• Your objective: Take the material below from its first line through the line containing "an external wallet" and, please, write those lines again exactly.

• Material to process:

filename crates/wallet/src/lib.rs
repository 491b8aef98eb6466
//! wallet: the signing seam
//!
//! The client never holds keys. `WalletConnector` is the capability the
//! orchestrator drives: report the connected address and active chain,
//! request a chain switch, and hand a prepared transaction to the key
//! holder for signing and broadcast. The production implementation
//! (`AgentWallet`) forwards each request as JSON to an external wallet
//! agent; a rejection there is a clean `UserRejected`, not a failure.

use alloy_primitives::{Address, Bytes, U256};
use async_trait::async_trait;
use serde::{Deserialize, Serialize};
use yieldcoin_core::{ChainId, Error, Result, TxHash, WalletError};

/// A transaction prepared by the client, ready for signing
#[derive(Debug, Clone, Serialize, Deserialize)]
pub struct TransactionRequest {
    pub chain_id: ChainId,
    pub from: Address,
    pub to: Address,
    /// ABI-encoded calldata
    pub data: Bytes,
    /// Native value attached (CCIP fees are paid this way)
    pub value: U256,
}

#[async_trait]
pub trait WalletConnector: Send + Sync {
    /// Connected account address
    async fn address(&self) -> Result<Address>;

    /// Chain the wallet is currently on
    async fn active_chain_id(&self) -> Result<ChainId>;

    /// Ask the wallet to switch chains; the wallet may refuse
    async fn switch_chain(&self, chain_id: ChainId) -> Result<()>;

    /// Sign and broadcast; returns the transaction hash
    async fn send_transaction(&self, tx: TransactionRequest) -> Result<TxHash>;
}

/// Wire format of the agent's answer to any request
#[derive(Debug, Deserialize)]
#[serde(tag = "outcome", rename_all = "snake_case")]
enum AgentResponse<T> {
    Ok { result: T },
    Rejected { reason: String },
    Error { message: String },
}

/// Forwards wallet requests to an external agent over HTTP
pub struct AgentWallet {
    endpoint: String,
    http: reqwest::Client,
}

impl AgentWallet {
    pub fn new(endpoint: String) -> Self {
        Self {
            endpoint,
            http: reqwest::Client::new(),
        }
    }

    async fn post<T: serde::de::DeserializeOwned>(
        &self,
        path: &str,
        body: serde_json::Value,
    ) -> Result<T> {
        let url = format!("{}/{path}", self.endpoint.trim_end_matches('/'));
        let response = self
            .http
            .post(&url)
            .json(&body)
            .send()
            .await
            .map_err(|e| WalletError::AgentUnreachable(e.to_string()))?;
        let parsed: AgentResponse<T> = response
            .json()
            .await
            .map_err(|e| WalletError::AgentResponse(e.to_string()))?;
        match parsed {
            AgentResponse::Ok { result } => Ok(result),
            AgentResponse::Rejected { reason } => {
                tracing::info!(%reason, "wallet agent rejected request");
                Err(Error::Wallet(WalletError::Rejected(reason)))
            }
            AgentResponse::Error { message } => {
                Err(Error::Wallet(WalletError::AgentResponse(message)))
            }
        }
    }
}

#[async_trait]
impl WalletConnector for AgentWallet {
    async fn address(&self) -> Result<Address> {
        let addr: String = self.post("address", serde_json::json!({})).await?;
        addr.parse()
            .map_err(|e| Error::Wallet(WalletError::AgentResponse(format!("address: {e}"))))
    }

    async fn active_chain_id(&self) -> Result<ChainId> {
        let id: u64 = self.post("chain", serde_json::json!({})).await?;
        Ok(ChainId::new(id))
    }

    async fn switch_chain(&self, chain_id: ChainId) -> Result<()> {
        let _: serde_json::Value = self
            .post("switch", serde_json::json!({ "chain_id": chain_id.as_u64() }))
            .await
            .map_err(|e| match e {
                Error::Wallet(WalletError::Rejected(reason)) => {
                    Error::Wallet(WalletError::SwitchRefused {
                        chain_id: chain_id.as_u64(),
                        message: reason,
                    })
                }
                other => other,
            })?;
        Ok(())
    }

    async fn send_transaction(&self, tx: TransactionRequest) -> Result<TxHash> {
        let body = serde_json::to_value(&tx)
            .map_err(|e| Error::Serialization(e.to_string()))?;
        let hash: String = self.post("send", body).await?;
        let parsed = hash
            .parse()
            .map_err(|e| Error::Wallet(WalletError::AgentResponse(format!("tx hash: {e}"))))?;
        Ok(TxHash::new(parsed))
    }
}

/// Default wallet when no agent is configured: every call fails with
/// `NotConnected`
pub struct Disconnected;

#[async_trait]
impl WalletConnector for Disconnected {
    async fn address(&self) -> Result<Address> {
        Err(Error::Wallet(WalletError::NotConnected))
    }

    async fn active_chain_id(&self) -> Result<ChainId> {
        Err(Error::Wallet(WalletError::NotConnected))
    }

    async fn switch_chain(&self, _chain_id: ChainId) -> Result<()> {
        Err(Error::Wallet(WalletError::NotConnected))
    }

    async fn send_transaction(&self, _tx: TransactionRequest) -> Result<TxHash> {
        Err(Error::Wallet(WalletError::NotConnected))
    }
}

#[cfg(test)]
mod tests {
    use super::*;
    use yieldcoin_core::ErrorClass;

    #[tokio::test]
    async fn test_disconnected_fails_every_call() {
        let wallet = Disconnected;
        let err = wallet.address().await.unwrap_err();
        assert_eq!(err.error_code(), "wallet_not_connected");
        assert_eq!(err.class(), ErrorClass::UserRejected);
        assert!(wallet.switch_chain(ChainId::new(43113)).await.is_err());
    }

    #[test]
    fn test_agent_rejection_decodes() {
        let raw = r#"{"outcome": "rejected", "reason": "user closed prompt"}"#;
        let parsed: AgentResponse<String> = serde_json::from_str(raw).unwrap();
        assert!(matches!(parsed, AgentResponse::Rejected { .. }));
    }

    #[test]
    fn test_transaction_request_round_trips() {
        let tx = TransactionRequest {
            chain_id: ChainId::new(43113),
            from: Address::ZERO,
            to: Address::ZERO,
            data: Bytes::from(vec![0xa9, 0x05, 0x9c, 0xbb]),
            value: U256::ZERO,
        };
        let json = serde_json::to_string(&tx).unwrap();
        let back: TransactionRequest = serde_json::from_str(&json).unwrap();
        assert_eq!(back.chain_id, tx.chain_id);
        assert_eq!(back.data, tx.data);
    }
}
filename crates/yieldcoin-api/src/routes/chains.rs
//! Registry listing

use axum::Json;
use yieldcoin_core::chains::{Chain, SUPPORTED_CHAINS};

/// GET /chains - List supported chains and their deployments
pub async fn list_chains() -> Json<&'static [Chain]> {
    Json(SUPPORTED_CHAINS)
}
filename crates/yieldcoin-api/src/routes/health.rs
//! Health check endpoint

use axum::Json;

use crate::dto::HealthResponse;

/// GET /health - Check API health
pub async fn health_check() -> Json<HealthResponse> {
    Json(HealthResponse::default())
}
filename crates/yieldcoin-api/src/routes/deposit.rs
//! Deposit USDC into the vault

use axum::{extract::State, http::StatusCode, Json};
use orchestrator::{ApprovalSpec, BalanceRequirement, FeeDecision, SubmitAction, TransferPlan};
use yieldcoin_core::chains::decimals;
use yieldcoin_core::{units, ChainId, Error, ProtocolError};

use crate::dto::{error_response, ApiError, DepositRequest, ErrorResponse, OperationResponse};
use crate::AppState;

/// POST /deposit - Approve USDC to the chain's peer and deposit.
/// Supported only on chains where a peer is deployed.
pub async fn deposit(
    State(state): State<AppState>,
    Json(request): Json<DepositRequest>,
) -> Result<Json<OperationResponse>, ErrorResponse> {
    let chain_id = ChainId::new(request.chain_id);
    let chain = state.chain(chain_id).map_err(error_response)?;

    let peer = chain.peer.ok_or_else(|| {
        error_response(Error::Protocol(ProtocolError::RouteUnsupported {
            role: "peer".into(),
            chain_id: request.chain_id,
        }))
    })?;
    let usdc = chain.usdc.ok_or_else(|| {
        error_response(Error::Protocol(ProtocolError::RouteUnsupported {
            role: "usdc".into(),
            chain_id: request.chain_id,
        }))
    })?;

    let amount = units::parse_units(&request.amount, decimals::USDC).map_err(error_response)?;
    if amount.is_zero() {
        return Err((
            StatusCode::BAD_REQUEST,
            Json(ApiError::bad_request("amount must be positive")),
        ));
    }

    let reader = state.reader(chain_id).map_err(error_response)?;
    let plan = TransferPlan {
        operation: "deposit",
        chain_id,
        balance: Some(BalanceRequirement {
            token: usdc,
            required: amount,
        }),
        fee: FeeDecision::NotRequired,
        approval: Some(ApprovalSpec {
            token: usdc,
            spender: peer,
            amount,
        }),
        actions: vec![SubmitAction {
            label: "deposit",
            to: peer,
            data: peer::bindings::deposit_call(amount),
            value: Default::default(),
        }],
        message_event: None,
        cross_chain: false,
    };

    let outcome = state
        .engine()
        .execute(reader, plan)
        .await
        .map_err(error_response)?;
    Ok(Json(outcome.into()))
}
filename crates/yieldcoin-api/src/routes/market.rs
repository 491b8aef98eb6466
//! Yield market data (informational)

use axum::{extract::State, Json};
use yields::{format_apy, format_tvl};

use crate::dto::{error_response, ErrorResponse, YieldsResponse};
use crate::AppState;

/// GET /yields - Aggregate lending-market data for the deposit view.
/// Never consulted by any transaction path.
pub async fn market_summary(
    State(state): State<AppState>,
) -> Result<Json<YieldsResponse>, ErrorResponse> {
    let summary = state
        .yields_client()
        .market_summary()
        .await
        .map_err(error_response)?;

    Ok(Json(YieldsResponse {
        total_tvl_formatted: format_tvl(summary.total_tvl),
        weighted_apy_formatted: format_apy(summary.weighted_apy),
        total_tvl: summary.total_tvl,
        weighted_apy: summary.weighted_apy,
        pool_count: summary.pool_count,
        usdc_apy: summary.usdc_pool.map(|p| p.apy),
    }))
}
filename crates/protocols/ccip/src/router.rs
//! CCIP router path: fee quote and token send for the share token

use std::sync::Arc;

use alloy_primitives::{Address, U256};
use alloy_sol_types::{sol, SolCall, SolValue};
use evm_client::{erc20, ChainReader};
use yieldcoin_core::{Error, ProtocolError, Result};

sol! {
    struct EVMTokenAmount {
        address token;
        uint256 amount;
    }

    struct EVM2AnyMessage {
        bytes receiver;
        bytes data;
        EVMTokenAmount[] tokenAmounts;
        address feeToken;
        bytes extraArgs;
    }

    interface IRouterClient {
        function getFee(uint64 destinationChainSelector, EVM2AnyMessage message)
            external view returns (uint256 fee);

        function ccipSend(uint64 destinationChainSelector, EVM2AnyMessage message)
            external payable returns (bytes32);
    }
}

/// Build the token-transfer message: one token amount, no payload, fee in
/// native coin (zero feeToken), default extraArgs.
fn transfer_message(receiver: Address, token: Address, amount: U256) -> EVM2AnyMessage {
    EVM2AnyMessage {
        receiver: receiver.abi_encode().into(),
        data: Default::default(),
        tokenAmounts: vec![EVMTokenAmount { token, amount }],
        feeToken: Address::ZERO,
        extraArgs: Default::default(),
    }
}

/// One deployed router, read through a `ChainReader`
pub struct RouterClient {
    reader: Arc<dyn ChainReader>,
    address: Address,
}

impl RouterClient {
    pub fn new(reader: Arc<dyn ChainReader>, address: Address) -> Self {
        Self { reader, address }
    }

    pub fn address(&self) -> Address {
        self.address
    }

    /// Quote the native-coin fee for a token transfer. A failed quote is
    /// an `EstimateFailed`; there is no fallback constant.
    pub async fn quote_fee(
        &self,
        dest_selector: u64,
        receiver: Address,
        token: Address,
        amount: U256,
    ) -> Result<U256> {
        let call = IRouterClient::getFeeCall {
            destinationChainSelector: dest_selector,
            message: transfer_message(receiver, token, amount),
        };
        let raw = self
            .reader
            .call(self.address, call.abi_encode())
            .await
            .map_err(|e| {
                Error::Protocol(ProtocolError::EstimateFailed {
                    reason: e.to_string(),
                })
            })?;
        erc20::decode_u256(&raw)
    }

    /// Calldata for the send; the quoted fee travels as the tx value
    pub fn send_call(
        &self,
        dest_selector: u64,
        receiver: Address,
        token: Address,
        amount: U256,
    ) -> Vec<u8> {
        IRouterClient::ccipSendCall {
            destinationChainSelector: dest_selector,
            message: transfer_message(receiver, token, amount),
        }
        .abi_encode()
    }
}

#[cfg(test)]
mod tests {
    use super::*;
    use alloy_primitives::address;
    use async_trait::async_trait;
    use yieldcoin_core::{ChainId, RpcError, TxHash};

    struct FailingReader;

    #[async_trait]
    impl ChainReader for FailingReader {
        fn chain_id(&self) -> ChainId {
            ChainId::new(43113)
        }

        async fn balance_of(&self, _: Address, _: Address) -> Result<U256> {
            unimplemented!()
        }

        async fn allowance(&self, _: Address, _: Address, _: Address) -> Result<U256> {
            unimplemented!()
        }

        async fn call(&self, _: Address, _: Vec<u8>) -> Result<Vec<u8>> {
            Err(Error::Rpc(RpcError::Timeout(15)))
        }

        async fn wait_for_receipt(&self, _: TxHash) -> Result<evm_client::TxReceipt> {
            unimplemented!()
        }
    }

    #[test]
    fn test_message_shape() {
        let receiver = address!("69bf065eae8fba65ddf51c55e069ae93cd5b9806");
        let token = address!("550a6bef9fa59639cd73126d7d066948280f9fb9");
        let message = transfer_message(receiver, token, U256::from(100));
        // receiver is the abi-encoded address, one 32-byte word
        assert_eq!(message.receiver.len(), 32);
        assert!(message.data.is_empty());
        assert!(message.extraArgs.is_empty());
        assert_eq!(message.feeToken, Address::ZERO);
        assert_eq!(message.tokenAmounts.len(), 1);
    }

    #[tokio::test]
    async fn test_failed_quote_is_estimate_failed_not_fallback() {
        let router = RouterClient::new(Arc::new(FailingReader), Address::ZERO);
        let err = router
            .quote_fee(16015286601757825753, Address::ZERO, Address::ZERO, U256::from(1))
            .await
            .unwrap_err();
        assert_eq!(err.error_code(), "estimate_failed");
    }
}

• Response box:
filename crates/wallet/src/lib.rs
repository 491b8aef98eb6466
//! wallet: the signing seam
//!
//! The client never holds keys. `WalletConnector` is the capability the
//! orchestrator drives: report the connected address and active chain,
//! request a chain switch, and hand a prepared transaction to the key
//! holder for signing and broadcast. The production implementation
//! (`AgentWallet`) forwards each request as JSON to an external wallet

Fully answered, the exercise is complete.